Poena cullei

Nov 23rd, 2020

Poena cullei

This is what in Roman times they used to do to people who killed their parents. According to Cicero… He doesn’t mention the animals sewn into the sack but apparently it was generally a dog, snake, monkey, and a chicken or rooster,

“They therefore stipulated that parricides should be sewn up in a sack while still alive and thrown into a river. What remarkable wisdom they showed, gentlemen! Do they not seem to have cut the parricide off and separated him from the whole realm of nature, depriving him at a stroke of sky, sun, water and earth – and thus ensuring that he who had killed the man who gave him life should himself be denied the elements from which, it is said, all life derives? They did not want his body to be exposed to wild animals, in case the animals should turn more savage after coming into contact with such a monstrosity. Nor did they want to throw him naked into a river, for fear that his body, carried down to the sea, might pollute that very element by which all other defilements are thought to be purified.

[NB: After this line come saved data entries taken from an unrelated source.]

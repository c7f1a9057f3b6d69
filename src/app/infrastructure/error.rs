use std::io;
use std::path::PathBuf;

use thiserror::Error;

/// Failure while writing a journal page to disk.
///
/// Every variant displays as the same headline; the variant-specific text
/// lives in [`SaveError::detail`].
#[derive(Error, Debug)]
pub enum SaveError {
    #[error("Failed to save")]
    CreateDirectory {
        path: PathBuf,
        #[source]
        source: io::Error,
    },

    #[error("Failed to save")]
    CreateFile {
        path: PathBuf,
        #[source]
        source: io::Error,
    },

    #[error("Failed to save")]
    Write {
        path: PathBuf,
        #[source]
        source: io::Error,
    },
}

impl SaveError {
    /// Technical explanation shown under the headline.
    pub fn detail(&self) -> String {
        match self {
            Self::CreateDirectory { source, .. } => {
                format!("Unable to create directory: {}", source)
            }
            Self::CreateFile { source, .. } => source.to_string(),
            Self::Write { source, .. } => format!("Unable to write file: {}", source),
        }
    }

    pub fn path(&self) -> &PathBuf {
        match self {
            Self::CreateDirectory { path, .. }
            | Self::CreateFile { path, .. }
            | Self::Write { path, .. } => path,
        }
    }
}

/// Failure while loading or storing the application configuration.
#[derive(Error, Debug)]
pub enum ConfigError {
    #[error("Saving configuration")]
    CreateDirectory(#[source] io::Error),

    #[error("Saving configuration")]
    Serialize(#[source] serde_json::Error),

    #[error("Saving configuration")]
    Write(#[source] io::Error),

    #[error("Loading configuration")]
    Read(#[source] io::Error),

    #[error("Loading configuration")]
    Parse(#[source] serde_json::Error),
}

impl ConfigError {
    pub fn detail(&self) -> String {
        match self {
            Self::CreateDirectory(e) => format!("Creating directory: {}", e),
            Self::Serialize(e) => format!("Serializing settings: {}", e),
            Self::Write(e) => format!("Writing file: {}", e),
            Self::Read(e) => format!("Reading file: {}", e),
            Self::Parse(e) => format!("Parsing settings: {}", e),
        }
    }
}

/// A headline plus optional diagnostic text, ready to be shown to the user.
///
/// This is the shape error sinks and the UI message channel carry, so it is
/// cheap to clone and free of `io::Error`.
#[derive(Debug, Clone, PartialEq, Eq)]
pub struct DetailedError {
    pub summary: String,
    pub detail: Option<String>,
}

impl DetailedError {
    pub fn new(summary: impl Into<String>) -> Self {
        Self {
            summary: summary.into(),
            detail: None,
        }
    }

    pub fn with_detail(mut self, detail: impl Into<String>) -> Self {
        let detail = detail.into();
        self.detail = if detail.is_empty() { None } else { Some(detail) };
        self
    }
}

impl std::fmt::Display for DetailedError {
    fn fmt(&self, f: &mut std::fmt::Formatter<'_>) -> std::fmt::Result {
        f.write_str(&self.summary)
    }
}

impl From<&SaveError> for DetailedError {
    fn from(err: &SaveError) -> Self {
        DetailedError::new(err.to_string()).with_detail(err.detail())
    }
}

impl From<&ConfigError> for DetailedError {
    fn from(err: &ConfigError) -> Self {
        DetailedError::new(err.to_string()).with_detail(err.detail())
    }
}

/// Convenience type alias for config operations
pub type ConfigResult<T> = std::result::Result<T, ConfigError>;
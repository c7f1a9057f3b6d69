//! Infrastructure layer - external integrations and utilities.
//!
//! This module contains code that interfaces with external systems:
//! - Platform-specific detection
//! - Error types

pub mod error;
pub mod platform;
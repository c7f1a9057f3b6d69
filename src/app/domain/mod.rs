//! Domain layer - core data structures and types.
//!
//! This module contains the fundamental domain models:
//! - Document, the dirty-tracked page buffer
//! - Word counting
//! - Theme state and size/color resolution
//! - Persisted configuration and the settings form
//! - Message types for the event system

pub mod document;
pub mod messages;
pub mod settings;
pub mod theme;
pub mod word_count;

pub use document::{save_all, Document};
pub use messages::Message;
pub use settings::{AppConfig, Dimensions, SettingsForm};
pub use theme::{DefaultTheme, Rgba, ThemeResolver, ThemeState, ThemeVariant};
pub use word_count::word_count;
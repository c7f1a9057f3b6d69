use std::path::PathBuf;

use chrono::Local;
use clap::Parser;
use fltk::app;
use tracing_subscriber::{layer::SubscriberExt, util::SubscriberInitExt};

use daybook::app::domain::messages::Message;
use daybook::app::domain::settings::AppConfig;
use daybook::app::state::AppState;

/// Daybook - today's worries and journal, one keystroke from saved
#[derive(Parser, Debug)]
#[command(name = "Daybook")]
#[command(author, version, about, long_about = None)]
struct Args {
    /// Configuration file to read and write instead of the default
    #[arg(short, long, value_name = "FILE")]
    config: Option<PathBuf>,

    /// Directory to keep pages in (stored in the configuration on exit)
    #[arg(short, long, value_name = "DIR")]
    save_dir: Option<PathBuf>,

    /// Verbose logging
    #[arg(short, long, action = clap::ArgAction::Count)]
    verbose: u8,
}

fn init_logging(verbose: u8) {
    let log_level = match verbose {
        0 => tracing::Level::WARN,
        1 => tracing::Level::INFO,
        2 => tracing::Level::DEBUG,
        _ => tracing::Level::TRACE,
    };

    tracing_subscriber::registry()
        .with(tracing_subscriber::fmt::layer().with_target(false).with_level(true))
        .with(tracing_subscriber::filter::LevelFilter::from_level(log_level))
        .init();
}

fn main() {
    let args = Args::parse();
    init_logging(args.verbose);

    tracing::info!("Starting Daybook v{}", env!("CARGO_PKG_VERSION"));

    let config_path = args.config.unwrap_or_else(AppConfig::default_path);
    let mut config = AppConfig::load(&config_path);
    if let Some(dir) = args.save_dir {
        config.save_dir = dir;
    }

    let app = app::App::default();
    let (sender, receiver) = app::channel::<Message>();

    let mut state = AppState::new(config, config_path, sender, Local::now().naive_local());
    state.show();

    while app.wait() {
        if let Some(msg) = receiver.recv() {
            if !state.handle(msg) {
                break;
            }
        }
    }
}

#[cfg(test)]
mod tests {
    use super::*;

    #[test]
    fn test_args_parsing() {
        let args = Args::parse_from(["Daybook"]);
        assert!(args.config.is_none());
        assert!(args.save_dir.is_none());
        assert_eq!(args.verbose, 0);
    }

    #[test]
    fn test_args_with_overrides() {
        let args = Args::parse_from([
            "Daybook",
            "--config",
            "/tmp/c.json",
            "-s",
            "/tmp/pages",
            "-vv",
        ]);
        assert_eq!(args.config, Some(PathBuf::from("/tmp/c.json")));
        assert_eq!(args.save_dir, Some(PathBuf::from("/tmp/pages")));
        assert_eq!(args.verbose, 2);
    }
}
use std::path::PathBuf;

use chrono::NaiveDateTime;
use fltk::{app::Sender, group::Tabs, menu::MenuBar, prelude::*, window::Window};

use super::domain::document::{self, Document};
use super::domain::messages::Message;
use super::domain::settings::{AppConfig, Dimensions, SettingsForm};
use super::domain::theme::{size_names, ThemeResolver, ThemeVariant};
use super::domain::word_count::status_label;
use super::infrastructure::error::DetailedError;
use super::infrastructure::platform::system_theme_variant;
use super::services::default_theme::BuiltinTheme;
use super::services::journal_files::{daily_paths, load_document, JournalKind};
use crate::ui::dialogs::error::show_error_dialog;
use crate::ui::dialogs::settings_dialog::show_settings_dialog;
use crate::ui::main_window::{build_main_window, PageWidgets};
use crate::ui::menu::build_menu;
use crate::ui::theme::{apply_theme, pixel_size};

/// One tab: today's file for a journal kind.
pub struct JournalPage {
    pub kind: JournalKind,
    pub document: Document,
}

pub struct AppState {
    pub config: AppConfig,
    pub config_path: PathBuf,
    pub theme: ThemeResolver<BuiltinTheme>,
    pub variant: ThemeVariant,
    pub pages: Vec<JournalPage>,
    pub page_widgets: Vec<PageWidgets>,
    pub window: Window,
    pub menu: MenuBar,
    pub tabs: Tabs,
    pub sender: Sender<Message>,
}

impl AppState {
    pub fn new(
        mut config: AppConfig,
        config_path: PathBuf,
        sender: Sender<Message>,
        now: NaiveDateTime,
    ) -> Self {
        let theme = ThemeResolver::new(std::mem::take(&mut config.theme), BuiltinTheme);

        let pages: Vec<JournalPage> = daily_paths(&config.save_dir, now)
            .into_iter()
            .map(|(kind, path)| {
                let mut document = load_document(path);
                let s = sender;
                document.set_error_sink(move |err| s.send(Message::SaveFailed(err)));
                JournalPage { kind, document }
            })
            .collect();

        let titles: Vec<&str> = pages.iter().map(|p| p.kind.title()).collect();
        let mut widgets = build_main_window(&titles, config.window_size, &sender);
        build_menu(&mut widgets.menu, &sender);

        for (page, page_widgets) in pages.iter().zip(widgets.pages.iter_mut()) {
            page_widgets.buffer.set_text(page.document.content());
            page_widgets.status.set_label(&status_label(page.document.content()));
            tracing::debug!("Opened {}", page.document.file_path().display());
        }

        let mut state = Self {
            config,
            config_path,
            theme,
            variant: system_theme_variant(),
            pages,
            page_widgets: widgets.pages,
            window: widgets.wind,
            menu: widgets.menu,
            tabs: widgets.tabs,
            sender,
        };
        state.apply_theme();
        state.update_window_title();
        state
    }

    pub fn show(&mut self) {
        self.window.show();
    }

    /// Dispatch one message. Returns `false` once the app should exit.
    pub fn handle(&mut self, msg: Message) -> bool {
        match msg {
            Message::ContentChanged(index) => self.content_changed(index),
            Message::SaveDocument(index) => self.save_document(index),
            Message::SaveAll => self.save_all(),
            Message::SaveFailed(err) => self.report(&err),
            Message::OpenSettings => self.open_settings(),
            Message::WindowClose => {
                self.close();
                return false;
            }
        }
        true
    }

    pub fn content_changed(&mut self, index: usize) {
        let (Some(page), Some(widgets)) =
            (self.pages.get_mut(index), self.page_widgets.get_mut(index))
        else {
            return;
        };
        page.document.set_content(widgets.buffer.text());
        widgets.status.set_label(&status_label(page.document.content()));
        self.update_window_title();
    }

    /// Ctrl+S: save one page; a failure reaches the page's error sink.
    pub fn save_document(&mut self, index: usize) {
        if let Some(page) = self.pages.get_mut(index) {
            if page.document.save_and_report() {
                tracing::debug!("Saved {}", page.document.file_path().display());
            }
        }
        self.update_window_title();
    }

    /// Save every page and report each failure.
    pub fn save_all(&mut self) {
        let failures = document::save_all(self.pages.iter_mut().map(|p| &mut p.document));
        for err in &failures {
            tracing::warn!("Saving {} failed: {}", err.path().display(), err.detail());
        }
        self.update_window_title();
        for err in &failures {
            self.report(&DetailedError::from(err));
        }
    }

    pub fn report(&self, err: &DetailedError) {
        show_error_dialog(err, &self.theme, self.variant);
    }

    pub fn update_window_title(&mut self) {
        let dirty = self.pages.iter().any(|p| p.document.is_dirty());
        let prefix = if dirty { "*" } else { "" };
        self.window.set_label(&format!("{}Daybook", prefix));
    }

    pub fn apply_theme(&mut self) {
        apply_theme(
            &self.theme,
            self.variant,
            &mut self.window,
            &mut self.menu,
            &mut self.page_widgets,
        );
        self.tabs.set_label_size(pixel_size(&self.theme, size_names::TEXT));
        self.tabs.redraw();
    }

    pub fn open_settings(&mut self) {
        let form = SettingsForm::from_current(&self.config.save_dir, &self.theme);
        let outcome = show_settings_dialog(
            &form,
            self.config.config_window_size,
            pixel_size(&self.theme, size_names::TEXT),
        );
        self.config.config_window_size = outcome.size;

        if let Some(form) = outcome.form {
            form.apply(&mut self.config.save_dir, &mut self.theme);
            tracing::info!(
                zoom = self.theme.resolved_zoom(),
                "Applied settings, save directory {}",
                self.config.save_dir.display()
            );
            self.apply_theme();
        }
    }

    /// Remember the window size, write the config, then save every page.
    pub fn close(&mut self) {
        self.config.window_size = Dimensions {
            width: self.window.w() as f32,
            height: self.window.h() as f32,
        };
        self.config.theme = self.theme.state().clone();

        if let Err(e) = self.config.save(&self.config_path) {
            tracing::warn!("{}: {}", e, e.detail());
            self.report(&DetailedError::from(&e));
        }

        self.save_all();
        self.window.hide();
    }
}
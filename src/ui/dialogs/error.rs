use fltk::{
    button::Button,
    enums::{Align, Font},
    frame::Frame,
    group::{Flex, FlexType},
    prelude::*,
    window::Window,
};

use crate::app::domain::theme::{color_names, size_names, DefaultTheme, ThemeResolver, ThemeVariant};
use crate::app::infrastructure::error::DetailedError;
use crate::ui::theme::{pixel_size, to_fltk_color};

/// Show a modal error: the summary as a heading, then the detail if any.
pub fn show_error_dialog<P: DefaultTheme>(
    err: &DetailedError,
    theme: &ThemeResolver<P>,
    variant: ThemeVariant,
) {
    let heading_size = pixel_size(theme, size_names::SUB_HEADING_TEXT);
    let text_size = pixel_size(theme, size_names::TEXT);
    let background = to_fltk_color(theme.color(color_names::BACKGROUND, variant));
    let foreground = to_fltk_color(theme.color(color_names::FOREGROUND, variant));

    let height = 80 + heading_size + if err.detail.is_some() { text_size * 3 } else { 0 };
    let mut dialog = Window::default()
        .with_size(460, height)
        .with_label("Daybook - Error")
        .center_screen();
    dialog.make_modal(true);
    dialog.set_color(background);

    let mut flex = Flex::new(15, 15, 430, height - 30, None);
    flex.set_type(FlexType::Column);
    flex.set_spacing(8);

    let mut summary = Frame::default();
    // '@' starts an FLTK symbol in labels
    summary.set_label(&format!("Error: {}", err.summary).replace('@', "@@"));
    summary.set_label_size(heading_size);
    summary.set_label_font(Font::HelveticaBold);
    summary.set_label_color(foreground);
    summary.set_align(Align::Left | Align::Inside);
    flex.fixed(&summary, heading_size + 8);

    if let Some(detail) = &err.detail {
        let mut details = Frame::default();
        details.set_label(&detail.replace('@', "@@"));
        details.set_label_size(text_size);
        details.set_label_color(foreground);
        details.set_align(Align::Left | Align::Inside | Align::Wrap);
    }

    let mut ok_btn = Button::default().with_label("Okay");
    flex.fixed(&ok_btn, 30);

    flex.end();
    dialog.end();

    let mut dialog_close = dialog.clone();
    ok_btn.set_callback(move |_| {
        dialog_close.hide();
    });

    dialog.show();
    super::run_dialog(&dialog);
}
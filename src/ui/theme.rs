use fltk::{
    enums::{Color, Font},
    menu::MenuBar,
    prelude::*,
    window::Window,
};

use crate::app::domain::theme::{
    color_names, size_names, DefaultTheme, FontChoice, Rgba, TextStyle, ThemeResolver,
    ThemeVariant,
};
use super::main_window::PageWidgets;

pub fn to_fltk_color(color: Rgba) -> Color {
    Color::from_rgb(color.r, color.g, color.b)
}

pub fn to_fltk_font(font: FontChoice) -> Font {
    match font {
        FontChoice::Helvetica => Font::Helvetica,
        FontChoice::HelveticaBold => Font::HelveticaBold,
        FontChoice::HelveticaItalic => Font::HelveticaItalic,
        FontChoice::HelveticaBoldItalic => Font::HelveticaBoldItalic,
        FontChoice::Courier => Font::Courier,
        FontChoice::CourierBold => Font::CourierBold,
    }
}

/// Resolved size in whole pixels, as FLTK wants it.
pub fn pixel_size<P: DefaultTheme>(theme: &ThemeResolver<P>, name: &str) -> i32 {
    theme.size(name).round().max(1.0) as i32
}

pub fn apply_theme<P: DefaultTheme>(
    theme: &ThemeResolver<P>,
    variant: ThemeVariant,
    window: &mut Window,
    menu: &mut MenuBar,
    pages: &mut [PageWidgets],
) {
    let background = to_fltk_color(theme.color(color_names::BACKGROUND, variant));
    let foreground = to_fltk_color(theme.color(color_names::FOREGROUND, variant));
    let input_background = to_fltk_color(theme.color(color_names::INPUT_BACKGROUND, variant));
    let selection = to_fltk_color(theme.color(color_names::SELECTION, variant));
    let hover = to_fltk_color(theme.color(color_names::HOVER, variant));

    let text_size = pixel_size(theme, size_names::TEXT);
    let text_font = to_fltk_font(theme.font(TextStyle::default()));

    window.set_color(background);
    window.set_label_color(foreground);

    menu.set_color(background);
    menu.set_text_color(foreground);
    menu.set_text_size(text_size);
    menu.set_selection_color(hover);

    for page in pages.iter_mut() {
        page.group.set_color(background);
        page.group.set_label_color(foreground);
        page.group.set_label_size(text_size);
        page.group.set_selection_color(background);

        page.editor.set_color(input_background);
        page.editor.set_text_color(foreground);
        page.editor.set_cursor_color(foreground);
        page.editor.set_selection_color(selection);
        page.editor.set_text_font(text_font);
        page.editor.set_text_size(text_size);

        page.status.set_color(background);
        page.status.set_label_color(foreground);
        page.status.set_label_size(text_size);

        page.editor.redraw();
        page.status.redraw();
    }

    menu.redraw();
    window.redraw();
}

#[cfg(test)]
mod tests {
    use super::*;
    use crate::app::domain::theme::ThemeState;
    use crate::app::services::default_theme::BuiltinTheme;

    #[test]
    fn test_pixel_size_rounds_and_zooms() {
        let mut theme = ThemeResolver::new(ThemeState::default(), BuiltinTheme);
        assert_eq!(pixel_size(&theme, size_names::TEXT), 14);
        theme.set_zoom(1.25);
        assert_eq!(pixel_size(&theme, size_names::TEXT), 18);
        assert_eq!(pixel_size(&theme, "unknown"), 1);
    }

    #[test]
    fn test_font_mapping() {
        assert_eq!(to_fltk_font(FontChoice::Courier), Font::Courier);
        assert_eq!(to_fltk_font(FontChoice::HelveticaBold), Font::HelveticaBold);
    }
}
//! FLTK presentation: the main window, its menu, the theme applier and the
//! modal dialogs. Everything here runs on the UI thread.

pub mod dialogs;
pub mod main_window;
pub mod menu;
pub mod theme;
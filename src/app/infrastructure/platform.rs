//! Desktop light/dark preference, mapped onto [`ThemeVariant`].
//!
//! Each platform asks its own source (registry, gsettings, `defaults`) and
//! hands the raw answer to a parser below. A source that can't be queried
//! gives `None`, and the caller falls back to the light variant.

use crate::app::domain::theme::ThemeVariant;

/// The variant to resolve colors with at startup.
pub fn system_theme_variant() -> ThemeVariant {
    let detected = desktop_preference();
    tracing::debug!(?detected, "Desktop theme preference");
    detected.unwrap_or_default()
}

#[cfg(target_os = "windows")]
fn desktop_preference() -> Option<ThemeVariant> {
    use winreg::RegKey;
    use winreg::enums::HKEY_CURRENT_USER;

    let personalize = RegKey::predef(HKEY_CURRENT_USER)
        .open_subkey("Software\\Microsoft\\Windows\\CurrentVersion\\Themes\\Personalize")
        .ok()?;
    let value = personalize.get_value::<u32, _>("AppsUseLightTheme").ok()?;
    Some(variant_from_apps_use_light_theme(value))
}

#[cfg(target_os = "linux")]
fn desktop_preference() -> Option<ThemeVariant> {
    // color-scheme is authoritative when set; older desktops only name a gtk theme
    gsettings_interface_key("color-scheme")
        .and_then(|scheme| variant_from_color_scheme(&scheme))
        .or_else(|| {
            gsettings_interface_key("gtk-theme").and_then(|name| variant_from_gtk_theme(&name))
        })
}

#[cfg(target_os = "linux")]
fn gsettings_interface_key(key: &str) -> Option<String> {
    let output = std::process::Command::new("gsettings")
        .args(["get", "org.gnome.desktop.interface", key])
        .output()
        .ok()?;
    output
        .status
        .success()
        .then(|| String::from_utf8_lossy(&output.stdout).into_owned())
}

#[cfg(target_os = "macos")]
fn desktop_preference() -> Option<ThemeVariant> {
    let output = std::process::Command::new("defaults")
        .args(["read", "-g", "AppleInterfaceStyle"])
        .output()
        .ok()?;
    // The key only exists while dark mode is on
    let style = output
        .status
        .success()
        .then(|| String::from_utf8_lossy(&output.stdout).into_owned());
    Some(variant_from_interface_style(style.as_deref()))
}

#[cfg(not(any(target_os = "windows", target_os = "linux", target_os = "macos")))]
fn desktop_preference() -> Option<ThemeVariant> {
    None
}

/// `AppsUseLightTheme` registry value: 0 means dark.
pub fn variant_from_apps_use_light_theme(value: u32) -> ThemeVariant {
    if value == 0 {
        ThemeVariant::Dark
    } else {
        ThemeVariant::Light
    }
}

/// gsettings `color-scheme` output such as `'prefer-dark'`. `'default'` says
/// nothing about the preference and gives `None`.
pub fn variant_from_color_scheme(output: &str) -> Option<ThemeVariant> {
    let scheme = output.trim().trim_matches('\'');
    match scheme {
        "prefer-dark" => Some(ThemeVariant::Dark),
        "prefer-light" => Some(ThemeVariant::Light),
        _ => None,
    }
}

/// gsettings `gtk-theme` output such as `'Adwaita-dark'`.
pub fn variant_from_gtk_theme(output: &str) -> Option<ThemeVariant> {
    let name = output.trim().trim_matches('\'');
    if name.is_empty() {
        None
    } else if name.to_lowercase().contains("dark") {
        Some(ThemeVariant::Dark)
    } else {
        Some(ThemeVariant::Light)
    }
}

/// `AppleInterfaceStyle` value, `None` when the key is unset.
pub fn variant_from_interface_style(style: Option<&str>) -> ThemeVariant {
    match style {
        Some(style) if style.to_lowercase().contains("dark") => ThemeVariant::Dark,
        _ => ThemeVariant::Light,
    }
}

#[cfg(test)]
mod tests {
    use super::*;

    #[test]
    fn test_registry_value() {
        assert_eq!(variant_from_apps_use_light_theme(0), ThemeVariant::Dark);
        assert_eq!(variant_from_apps_use_light_theme(1), ThemeVariant::Light);
    }

    #[test]
    fn test_color_scheme_output() {
        assert_eq!(variant_from_color_scheme("'prefer-dark'\n"), Some(ThemeVariant::Dark));
        assert_eq!(variant_from_color_scheme("'prefer-light'\n"), Some(ThemeVariant::Light));
        assert_eq!(variant_from_color_scheme("'default'\n"), None);
        assert_eq!(variant_from_color_scheme(""), None);
    }

    #[test]
    fn test_gtk_theme_output() {
        assert_eq!(variant_from_gtk_theme("'Adwaita-dark'\n"), Some(ThemeVariant::Dark));
        assert_eq!(variant_from_gtk_theme("'Yaru-Dark'"), Some(ThemeVariant::Dark));
        assert_eq!(variant_from_gtk_theme("'Adwaita'\n"), Some(ThemeVariant::Light));
        assert_eq!(variant_from_gtk_theme("\n"), None);
    }

    #[test]
    fn test_interface_style() {
        assert_eq!(variant_from_interface_style(Some("Dark\n")), ThemeVariant::Dark);
        assert_eq!(variant_from_interface_style(None), ThemeVariant::Light);
    }
}
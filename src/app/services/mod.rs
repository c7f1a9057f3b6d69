//! Services layer - business operations and utilities.
//!
//! - Daily journal file naming and loading
//! - The built-in default theme

pub mod default_theme;
pub mod journal_files;
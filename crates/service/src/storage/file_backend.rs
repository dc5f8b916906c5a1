use std::{fs, io::ErrorKind, path::PathBuf};

use tracing::debug;

use super::{KvBackend, StorageError};

/// File-backed slot map: key `k` lives in `<dir>/k.json`.
#[derive(Debug, Clone)]
pub struct FileBackend {
    dir: PathBuf,
}

impl FileBackend {
    /// Initialize the backend at a directory, creating it if missing.
    pub fn new<P: Into<PathBuf>>(dir: P) -> Result<Self, StorageError> {
        let dir = dir.into();
        fs::create_dir_all(&dir).map_err(|source| StorageError::Io { key: dir.display().to_string(), source })?;
        Ok(Self { dir })
    }

    pub fn path_for(&self, key: &str) -> PathBuf { self.dir.join(format!("{key}.json")) }

    fn io_err(key: &str) -> impl FnOnce(std::io::Error) -> StorageError + '_ {
        move |source| StorageError::Io { key: key.to_string(), source }
    }
}

impl KvBackend for FileBackend {
    fn get(&self, key: &str) -> Result<Option<String>, StorageError> {
        match fs::read_to_string(self.path_for(key)) {
            Ok(content) => Ok(Some(content)),
            Err(e) if e.kind() == ErrorKind::NotFound => Ok(None),
            Err(e) => Err(Self::io_err(key)(e)),
        }
    }

    fn set(&self, key: &str, value: &str) -> Result<(), StorageError> {
        let path = self.path_for(key);
        fs::write(&path, value).map_err(Self::io_err(key))?;
        debug!(path = %path.display(), bytes = value.len(), "slot written");
        Ok(())
    }

    fn remove(&self, key: &str) -> Result<bool, StorageError> {
        match fs::remove_file(self.path_for(key)) {
            Ok(()) => Ok(true),
            Err(e) if e.kind() == ErrorKind::NotFound => Ok(false),
            Err(e) => Err(Self::io_err(key)(e)),
        }
    }
}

In short, there is nothing so cheap, or so commonly available that they allowed parricides to share in it. For what is so free as air to the living, earth to the dead, the sea to those tossed by the waves, or the land to those cast to the shores? Yet these men live, while they can, without being able to draw breath from the open air; they die without earth touching their bones; they are tossed by the waves without ever being cleansed; and in the end they are cast ashore without being granted, even on the rocks, a resting-place in death”

I wonder whether you could justify doing that to people who close your road over and over again. I dare say you could put them in a sack with a pine marten, a raven and a badger and drop them in Loch Goil. I’d never do this because I would be too sorry for the creatures that died too.